For body composition he's bang on. At least for a typical guy wanting to look good with his shirt off. Plenty of people on here have cut with zero cardio, me included. It is simply far easier to eat 100 kcal less than do 100 kcal worth of cardio. Cardio also burns fewer calories than many think.

Cardio is however important for general health. I now do a small amount of low intensity cardio when cutting, but do more when bulking.


----------



## Ultrasonic (Jul 13, 2004)

> No I don't have a study to prove or disprove this but I can't see it doing any harm as long as it's not hammering quads the day after leg day for example...

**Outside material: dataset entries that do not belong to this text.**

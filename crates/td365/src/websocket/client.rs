use std::sync::atomic::{AtomicBool, Ordering};
use std::sync::{Arc, Mutex};
use std::time::Duration;

use futures_util::StreamExt;
use serde_json::Value;
use tokio::sync::{mpsc, watch, RwLock};
use tokio_tungstenite::tungstenite::{self, Message};
use tracing::{debug, error, info, warn};
use url::Url;

use td_types::{AccountDetails, AccountSummary, Event, Grouping, Tick, TradeEstablished};

use crate::error::{Result, TdError};
use crate::websocket::base_client::{self, WsConnection, WsReader};
use crate::websocket::models::{self, ServerMessage};

const DEFAULT_RECONNECT_DELAY: Duration = Duration::from_secs(1);

#[derive(Debug, Clone, Copy, PartialEq, Eq)]
pub enum SessionPhase {
    Pending,
    Ready,
    Closed,
}

/// The streaming session: connect, authenticate, answer heartbeats,
/// multiplex subscriptions and hand decoded events to the consumer in
/// socket order.
///
/// On a recoverable disconnect the session reconnects by itself, forwards
/// the prior connection id so the venue can stitch the session, and replays
/// every tracked subscription.
#[derive(Clone)]
pub struct TdWebSocketClient {
    inner: Arc<Inner>,
}

struct Inner {
    events: mpsc::Sender<Event>,
    shutdown: Arc<AtomicBool>,
    phase_tx: watch::Sender<SessionPhase>,
    phase_rx: watch::Receiver<SessionPhase>,
    subscribed: RwLock<Vec<i32>>,
    conn: RwLock<Option<WsConnection>>,
    connection_id: Mutex<Option<String>>,
    reconnect_delay: Duration,
}

impl TdWebSocketClient {
    pub fn new(events: mpsc::Sender<Event>, shutdown: Arc<AtomicBool>) -> Self {
        Self::with_reconnect_delay(events, shutdown, DEFAULT_RECONNECT_DELAY)
    }

    pub fn with_reconnect_delay(
        events: mpsc::Sender<Event>,
        shutdown: Arc<AtomicBool>,
        reconnect_delay: Duration,
    ) -> Self {
        let (phase_tx, phase_rx) = watch::channel(SessionPhase::Pending);
        TdWebSocketClient {
            inner: Arc::new(Inner {
                events,
                shutdown,
                phase_tx,
                phase_rx,
                subscribed: RwLock::new(Vec::new()),
                conn: RwLock::new(None),
                connection_id: Mutex::new(None),
                reconnect_delay,
            }),
        }
    }

    /// Drive the session until shutdown or a fatal error.
    ///
    /// Recoverable read failures (server close, truncated stream, aborted
    /// I/O) re-enter the connect loop after a short delay; anything else is
    /// surfaced as an error event and ends the session.
    pub async fn run(&self, url: Url, login_id: String, token: String) {
        while !self.inner.shutdown.load(Ordering::SeqCst) {
            info!("connecting to {url}");
            let (mut reader, conn) = match base_client::connect(&url).await {
                Ok(pair) => pair,
                Err(e) => {
                    warn!("websocket connect failed: {e}");
                    if self.inner.shutdown.load(Ordering::SeqCst) {
                        break;
                    }
                    tokio::time::sleep(self.inner.reconnect_delay).await;
                    continue;
                }
            };
            *self.inner.conn.write().await = Some(conn);

            match self.message_loop(&mut reader, &login_id, &token).await {
                Ok(()) => break,
                Err(TdError::Ws(e)) if is_continuable(&e) => {
                    warn!("websocket closed ({e}), reconnecting");
                    let _ = self.inner.phase_tx.send(SessionPhase::Pending);
                    tokio::time::sleep(self.inner.reconnect_delay).await;
                }
                Err(e) => {
                    error!("websocket session failed: {e}");
                    self.emit(Event::Error(e.to_string())).await;
                    break;
                }
            }
        }

        *self.inner.conn.write().await = None;
        let _ = self.inner.phase_tx.send(SessionPhase::Closed);
        self.emit(Event::ConnectionClosed).await;
    }

    /// Track and request a quote stream. Subscribing to an id that is
    /// already tracked is a no-op; until the session has authenticated the
    /// id is only recorded and the post-auth replay picks it up.
    pub async fn subscribe(&self, quote_id: i32) -> Result<()> {
        {
            let mut subscribed = self.inner.subscribed.write().await;
            if subscribed.contains(&quote_id) {
                return Ok(());
            }
            subscribed.push(quote_id);
        }
        if self.phase() != SessionPhase::Ready {
            debug!("subscribe {quote_id} recorded, replayed once the session is ready");
            return Ok(());
        }
        if let Err(e) = self.send(models::subscription("subscribe", quote_id)).await {
            debug!("subscribe {quote_id} deferred to the post-auth replay: {e}");
        }
        Ok(())
    }

    pub async fn unsubscribe(&self, quote_id: i32) -> Result<()> {
        {
            let mut subscribed = self.inner.subscribed.write().await;
            let Some(position) = subscribed.iter().position(|id| *id == quote_id) else {
                return Ok(());
            };
            subscribed.remove(position);
        }
        if self.phase() != SessionPhase::Ready {
            return Ok(());
        }
        if let Err(e) = self.send(models::subscription("unsubscribe", quote_id)).await {
            debug!("unsubscribe {quote_id} dropped with the dead connection: {e}");
        }
        Ok(())
    }

    fn phase(&self) -> SessionPhase {
        *self.inner.phase_rx.borrow()
    }

    /// Block until the session has authenticated, or fail if it closed
    /// first.
    pub async fn wait_ready(&self) -> Result<()> {
        let mut rx = self.inner.phase_rx.clone();
        loop {
            match *rx.borrow_and_update() {
                SessionPhase::Ready => return Ok(()),
                SessionPhase::Closed => {
                    return Err(TdError::WsProtocol("session closed before ready".into()))
                }
                SessionPhase::Pending => {}
            }
            if rx.changed().await.is_err() {
                return Err(TdError::Cancelled);
            }
        }
    }

    pub fn connection_id(&self) -> Option<String> {
        self.inner.connection_id.lock().unwrap().clone()
    }

    /// Flag shutdown and send a normal close; the loop exits on the next
    /// turn.
    pub async fn close(&self) {
        self.inner.shutdown.store(true, Ordering::SeqCst);
        if let Some(conn) = self.inner.conn.read().await.as_ref() {
            conn.close().await;
        }
    }

    async fn message_loop(
        &self,
        reader: &mut WsReader,
        login_id: &str,
        token: &str,
    ) -> Result<()> {
        while !self.inner.shutdown.load(Ordering::SeqCst) {
            let frame = match reader.next().await {
                None => return Err(tungstenite::Error::ConnectionClosed.into()),
                Some(Err(e)) => return Err(e.into()),
                Some(Ok(frame)) => frame,
            };
            let text = match frame {
                Message::Text(text) => text.to_string(),
                Message::Binary(bytes) => match String::from_utf8(bytes.to_vec()) {
                    Ok(text) => text,
                    Err(_) => {
                        warn!("non-utf8 binary frame ignored");
                        continue;
                    }
                },
                Message::Ping(payload) => {
                    if let Some(conn) = self.inner.conn.read().await.as_ref() {
                        let _ = conn.send_pong(payload).await;
                    }
                    continue;
                }
                Message::Pong(_) | Message::Frame(_) => continue,
                Message::Close(_) => return Err(tungstenite::Error::ConnectionClosed.into()),
            };
            debug!(target: "td365::ws", "<< {text}");
            self.handle_frame(&text, login_id, token).await?;
        }
        Ok(())
    }

    async fn handle_frame(&self, text: &str, login_id: &str, token: &str) -> Result<()> {
        let message = match ServerMessage::parse(text) {
            Ok(message) => message,
            Err(e) => {
                warn!("undecodable frame ({e}): {text}");
                return Ok(());
            }
        };

        match message {
            ServerMessage::ConnectResponse => {
                self.send(models::authentication(login_id, token)).await?;
            }
            ServerMessage::AuthenticationResponse { cid, result } => {
                if !result {
                    return Err(TdError::WsProtocol("authentication rejected".into()));
                }
                let previous = self.inner.connection_id.lock().unwrap().clone();
                if let Some(previous) = previous {
                    self.send(models::reconnect(&previous)).await?;
                }
                *self.inner.connection_id.lock().unwrap() = cid;
                self.send(models::options()).await?;
                let subscribed = self.inner.subscribed.read().await.clone();
                for quote_id in subscribed {
                    self.send(models::subscription("subscribe", quote_id)).await?;
                }
                let _ = self.inner.phase_tx.send(SessionPhase::Ready);
                info!("websocket session ready");
            }
            ServerMessage::ReconnectResponse { cid } => {
                *self.inner.connection_id.lock().unwrap() = cid;
            }
            ServerMessage::Heartbeat { counters } => {
                self.send(models::heartbeat_echo(&counters)).await?;
            }
            ServerMessage::SubscribeResponse { has_error, grouping, current } => {
                if has_error {
                    warn!("subscription rejected by server");
                    self.emit(Event::Error("subscription rejected".into())).await;
                    return Ok(());
                }
                let group = match Grouping::from_key(&grouping) {
                    Ok(group) => group,
                    Err(e) => {
                        warn!("subscribe ack with {e}");
                        return Ok(());
                    }
                };
                let mut ticks = Vec::with_capacity(current.len());
                for line in &current {
                    match Tick::parse(line, group) {
                        Ok(tick) => ticks.push(tick),
                        Err(e) => warn!("bad snapshot tick ({e}): {line}"),
                    }
                }
                self.emit(Event::SubscribeAck(ticks)).await;
            }
            ServerMessage::PriceData { groups } => {
                self.dispatch_prices(&groups).await;
            }
            ServerMessage::AccountSummary { payload } => {
                // Platform 0 is a non-trading placeholder the venue emits.
                if payload["PlatformID"].as_i64() == Some(0) {
                    return Ok(());
                }
                match serde_json::from_value::<AccountSummary>(payload) {
                    Ok(summary) => self.emit(Event::AccountSummary(summary)).await,
                    Err(e) => warn!("undecodable account summary: {e}"),
                }
            }
            ServerMessage::AccountDetails { payload } => {
                match serde_json::from_value::<AccountDetails>(payload) {
                    Ok(details) => self.emit(Event::AccountDetails(details)).await,
                    Err(e) => warn!("undecodable account details: {e}"),
                }
            }
            ServerMessage::TradeEstablished { payload } => {
                self.emit(Event::TradeEstablished(TradeEstablished(payload))).await;
            }
            ServerMessage::Unknown { tag, raw } => {
                warn!("unhandled message tag {tag:?}: {raw}");
            }
        }
        Ok(())
    }

    /// A price frame carries one array of CSV records per grouping key,
    /// e.g. `{"sp": [...], "gp": [...]}`; records are emitted in document
    /// order.
    async fn dispatch_prices(&self, groups: &Value) {
        let Some(map) = groups.as_object() else {
            return;
        };
        for (key, lines) in map {
            let Ok(group) = Grouping::from_key(key) else {
                debug!("unrecognized grouping key {key:?}");
                continue;
            };
            let Some(lines) = lines.as_array() else {
                continue;
            };
            for line in lines {
                let Some(line) = line.as_str() else {
                    continue;
                };
                match Tick::parse(line, group) {
                    Ok(tick) => self.emit(Event::Tick(tick)).await,
                    Err(e) => warn!("bad tick ({e}): {line}"),
                }
            }
        }
    }

    async fn send(&self, frame: Value) -> Result<()> {
        let text = frame.to_string();
        debug!(target: "td365::ws", ">> {text}");
        let conn = self.inner.conn.read().await;
        match conn.as_ref() {
            Some(conn) => conn.send_text(text).await,
            None => Err(TdError::WsProtocol("not connected".into())),
        }
    }

    async fn emit(&self, event: Event) {
        if self.inner.events.send(event).await.is_err() {
            debug!("event receiver dropped");
        }
    }
}

/// Errors after which the session is resumable: the venue closing the
/// socket, a truncated TLS stream, or aborted reads.
fn is_continuable(err: &tungstenite::Error) -> bool {
    use std::io::ErrorKind;
    use tungstenite::error::ProtocolError;
    match err {
        tungstenite::Error::ConnectionClosed | tungstenite::Error::AlreadyClosed => true,
        tungstenite::Error::Protocol(ProtocolError::ResetWithoutClosingHandshake) => true,
        tungstenite::Error::Io(e) => matches!(
            e.kind(),
            ErrorKind::UnexpectedEof
                | ErrorKind::ConnectionAborted
                | ErrorKind::ConnectionReset
                | ErrorKind::BrokenPipe
                | ErrorKind::TimedOut
        ),
        _ => false,
    }
}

In case you're interested, there is evidence that cycling is probably better than running from the point of view of not interfering with growth:

http://www.cdof.com.br/ARTIGOS/DIVERSOS/WILSON 2012 Concurrent_Training___A_Meta_Analysis_Examining.35.pdf


----------



## superdrol (Aug 9, 2012)

Ultrasonic said:


> In case you're interested, there is evidence that cycling is probably better than running from the point of view of not interfering with growth:
> 
> http://www.cdof.com.br/ARTIGOS/DIVERSOS/WILSON 2012 Concurrent_Training___A_Meta_Analysis_Examining.35.pdf


stuff like that is always good, cycling is lower impact than foot strikes so if guess that's why, in a similar way to swimming is ok too... I'll have a read later, thanks love stuff like that, still learning!


----------



## Irondan (Nov 23, 2014)

When I used to do a lot of open water swimming I found that many of the faster swimmers were fatties. I figured at this point swimming does little to get you ripped.


----------



## Ultrasonic (Jul 13, 2004)

Irondan said:


> When I used to do a lot of open water swimming I found that many of the faster swimmers were fatties. I figured at this point swimming does little to get you ripped.


Fat helps people float


----------



## melanieuk (Aug 3, 2015)

why wouldn't u do some cardio, regardless of if u need to for fat burning? u dont need to do loads, but just having some cardio fitness has to be good for u anyway?


----------



## Plate (May 14, 2015)

Slipping it to the Mrs is about the only cardio I do.. Although that is a good 3 hours worth.. Obviously


----------



## BoomTime (Feb 19, 2009)

Plate said:


> Slipping it to the Mrs is about the only cardio I do.. Although that is a good 3 minutes worth.. Obviously


Amended correctly.


----------



## superdrol (Aug 9, 2012)

Plate said:


> Slipping it to the Mrs is about the only cardio I do.. Although that is a good 3 seconds worth.. Obviously


amended your amendment @BoomTime  ooh wait that's just me?? Forget I said owt!!!


----------



## Plate (May 14, 2015)

dumdum said:


> amended your amendment @BoomTime  ooh wait that's just me?? Forget I said owt!!!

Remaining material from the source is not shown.